From the records, pick out and copy each line containing "member".

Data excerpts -
<<<<

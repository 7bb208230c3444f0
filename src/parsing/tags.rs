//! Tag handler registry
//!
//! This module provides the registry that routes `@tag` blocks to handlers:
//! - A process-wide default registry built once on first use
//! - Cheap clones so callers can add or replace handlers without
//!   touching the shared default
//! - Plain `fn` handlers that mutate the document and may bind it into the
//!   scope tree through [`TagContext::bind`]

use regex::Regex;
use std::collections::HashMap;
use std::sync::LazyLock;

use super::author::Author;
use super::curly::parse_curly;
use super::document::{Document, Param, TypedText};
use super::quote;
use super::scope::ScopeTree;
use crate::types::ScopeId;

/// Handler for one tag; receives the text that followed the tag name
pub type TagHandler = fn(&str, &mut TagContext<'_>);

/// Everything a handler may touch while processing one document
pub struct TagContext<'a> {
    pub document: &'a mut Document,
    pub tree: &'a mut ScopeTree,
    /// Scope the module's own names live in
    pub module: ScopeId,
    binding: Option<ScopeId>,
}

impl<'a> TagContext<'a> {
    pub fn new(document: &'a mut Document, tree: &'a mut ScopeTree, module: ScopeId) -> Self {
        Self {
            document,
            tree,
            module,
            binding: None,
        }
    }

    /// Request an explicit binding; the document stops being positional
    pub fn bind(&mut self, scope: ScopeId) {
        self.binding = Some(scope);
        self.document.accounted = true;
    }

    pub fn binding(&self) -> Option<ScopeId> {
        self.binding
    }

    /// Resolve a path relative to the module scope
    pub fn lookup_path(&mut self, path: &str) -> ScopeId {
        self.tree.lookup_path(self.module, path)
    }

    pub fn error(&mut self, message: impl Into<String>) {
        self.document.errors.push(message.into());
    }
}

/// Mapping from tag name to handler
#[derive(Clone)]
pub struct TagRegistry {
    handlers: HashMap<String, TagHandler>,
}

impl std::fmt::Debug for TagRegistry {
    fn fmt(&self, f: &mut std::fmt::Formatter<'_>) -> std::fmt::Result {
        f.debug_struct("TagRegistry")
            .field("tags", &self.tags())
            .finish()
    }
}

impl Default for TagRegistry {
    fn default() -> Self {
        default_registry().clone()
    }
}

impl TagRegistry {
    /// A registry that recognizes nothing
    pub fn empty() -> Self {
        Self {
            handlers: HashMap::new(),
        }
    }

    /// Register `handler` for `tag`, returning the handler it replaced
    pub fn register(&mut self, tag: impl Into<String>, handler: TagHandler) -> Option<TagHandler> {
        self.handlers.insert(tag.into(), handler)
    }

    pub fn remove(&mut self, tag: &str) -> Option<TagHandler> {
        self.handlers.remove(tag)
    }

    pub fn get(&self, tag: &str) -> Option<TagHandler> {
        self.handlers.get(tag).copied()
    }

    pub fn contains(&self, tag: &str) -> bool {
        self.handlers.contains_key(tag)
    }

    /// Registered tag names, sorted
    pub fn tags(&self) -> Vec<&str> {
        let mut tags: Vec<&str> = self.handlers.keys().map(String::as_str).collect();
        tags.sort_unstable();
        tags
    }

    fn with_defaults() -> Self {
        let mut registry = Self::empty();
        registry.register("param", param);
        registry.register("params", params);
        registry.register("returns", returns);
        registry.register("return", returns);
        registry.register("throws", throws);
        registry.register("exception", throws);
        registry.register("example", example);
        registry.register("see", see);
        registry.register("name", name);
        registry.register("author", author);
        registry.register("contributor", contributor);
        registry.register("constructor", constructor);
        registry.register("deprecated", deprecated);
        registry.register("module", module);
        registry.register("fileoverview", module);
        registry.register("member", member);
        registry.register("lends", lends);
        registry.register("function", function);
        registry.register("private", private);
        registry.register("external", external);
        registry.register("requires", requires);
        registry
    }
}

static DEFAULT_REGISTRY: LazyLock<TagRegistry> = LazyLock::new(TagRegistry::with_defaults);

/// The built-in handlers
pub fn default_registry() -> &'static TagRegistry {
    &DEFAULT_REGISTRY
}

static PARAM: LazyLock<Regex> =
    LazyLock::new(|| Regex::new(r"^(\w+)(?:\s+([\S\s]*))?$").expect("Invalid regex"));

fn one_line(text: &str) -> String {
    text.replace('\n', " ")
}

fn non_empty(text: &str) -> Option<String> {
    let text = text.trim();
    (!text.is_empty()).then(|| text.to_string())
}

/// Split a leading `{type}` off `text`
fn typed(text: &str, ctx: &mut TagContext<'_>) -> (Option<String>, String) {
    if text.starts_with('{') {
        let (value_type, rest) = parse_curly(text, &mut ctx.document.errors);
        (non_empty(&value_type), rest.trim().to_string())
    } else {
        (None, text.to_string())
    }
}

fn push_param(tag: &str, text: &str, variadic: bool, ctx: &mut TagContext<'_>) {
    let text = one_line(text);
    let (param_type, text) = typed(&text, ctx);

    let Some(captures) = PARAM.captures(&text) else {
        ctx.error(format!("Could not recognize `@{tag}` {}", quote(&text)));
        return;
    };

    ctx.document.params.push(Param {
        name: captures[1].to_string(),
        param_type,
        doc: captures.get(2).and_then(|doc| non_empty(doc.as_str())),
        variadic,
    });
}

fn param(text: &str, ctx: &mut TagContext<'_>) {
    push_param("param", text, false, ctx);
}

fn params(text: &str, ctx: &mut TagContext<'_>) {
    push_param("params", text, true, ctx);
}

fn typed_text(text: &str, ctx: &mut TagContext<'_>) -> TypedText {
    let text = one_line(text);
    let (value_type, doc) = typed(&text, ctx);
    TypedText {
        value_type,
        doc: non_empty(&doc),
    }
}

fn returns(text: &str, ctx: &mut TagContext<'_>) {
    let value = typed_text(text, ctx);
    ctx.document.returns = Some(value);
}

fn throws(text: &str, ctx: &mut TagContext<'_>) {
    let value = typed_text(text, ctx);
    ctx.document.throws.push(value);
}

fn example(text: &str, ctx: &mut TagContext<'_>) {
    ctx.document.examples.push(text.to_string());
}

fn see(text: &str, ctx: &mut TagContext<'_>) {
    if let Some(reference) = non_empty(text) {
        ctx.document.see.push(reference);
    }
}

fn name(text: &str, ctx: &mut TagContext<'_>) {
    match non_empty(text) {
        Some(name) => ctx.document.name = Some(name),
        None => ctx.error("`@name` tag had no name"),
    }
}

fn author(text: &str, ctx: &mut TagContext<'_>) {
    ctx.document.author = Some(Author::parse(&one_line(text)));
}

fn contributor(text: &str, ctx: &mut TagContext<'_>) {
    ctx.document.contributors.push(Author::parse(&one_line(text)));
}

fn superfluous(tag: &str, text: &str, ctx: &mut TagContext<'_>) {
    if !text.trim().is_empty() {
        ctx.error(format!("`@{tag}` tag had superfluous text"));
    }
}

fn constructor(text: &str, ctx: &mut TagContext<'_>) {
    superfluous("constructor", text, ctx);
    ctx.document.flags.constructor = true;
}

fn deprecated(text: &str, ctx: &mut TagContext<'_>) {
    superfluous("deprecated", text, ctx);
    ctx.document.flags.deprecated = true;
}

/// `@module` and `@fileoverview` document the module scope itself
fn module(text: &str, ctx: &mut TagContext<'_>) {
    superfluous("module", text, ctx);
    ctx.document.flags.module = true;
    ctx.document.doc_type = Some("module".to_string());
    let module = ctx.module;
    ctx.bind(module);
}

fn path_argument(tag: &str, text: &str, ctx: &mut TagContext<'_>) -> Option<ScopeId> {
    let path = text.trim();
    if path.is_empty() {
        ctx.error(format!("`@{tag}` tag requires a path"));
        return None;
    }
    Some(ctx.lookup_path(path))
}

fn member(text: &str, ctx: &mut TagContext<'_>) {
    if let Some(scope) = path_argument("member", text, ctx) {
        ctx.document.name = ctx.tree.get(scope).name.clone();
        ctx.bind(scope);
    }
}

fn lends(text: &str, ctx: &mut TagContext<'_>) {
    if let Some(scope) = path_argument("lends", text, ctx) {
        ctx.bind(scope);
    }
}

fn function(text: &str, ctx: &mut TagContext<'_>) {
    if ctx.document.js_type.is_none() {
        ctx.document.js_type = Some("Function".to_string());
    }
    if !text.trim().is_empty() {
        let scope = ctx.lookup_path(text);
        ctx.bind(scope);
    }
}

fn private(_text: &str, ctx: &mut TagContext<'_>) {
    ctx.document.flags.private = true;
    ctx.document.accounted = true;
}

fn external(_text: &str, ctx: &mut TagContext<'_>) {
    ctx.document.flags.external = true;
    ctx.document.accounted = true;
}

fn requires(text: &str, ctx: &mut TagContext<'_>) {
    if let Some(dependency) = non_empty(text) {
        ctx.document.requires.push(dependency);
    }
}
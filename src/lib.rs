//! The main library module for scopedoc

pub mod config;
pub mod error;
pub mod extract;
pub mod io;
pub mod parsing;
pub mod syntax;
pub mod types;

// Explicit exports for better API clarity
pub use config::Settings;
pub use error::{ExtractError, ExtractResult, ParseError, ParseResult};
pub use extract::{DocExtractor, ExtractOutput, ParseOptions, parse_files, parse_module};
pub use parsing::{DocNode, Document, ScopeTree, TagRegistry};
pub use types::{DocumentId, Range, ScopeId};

>>>>

Task response -
        registry.register("member", member);
fn member(text: &str, ctx: &mut TagContext<'_>) {
    if let Some(scope) = path_argument("member", text, ctx) {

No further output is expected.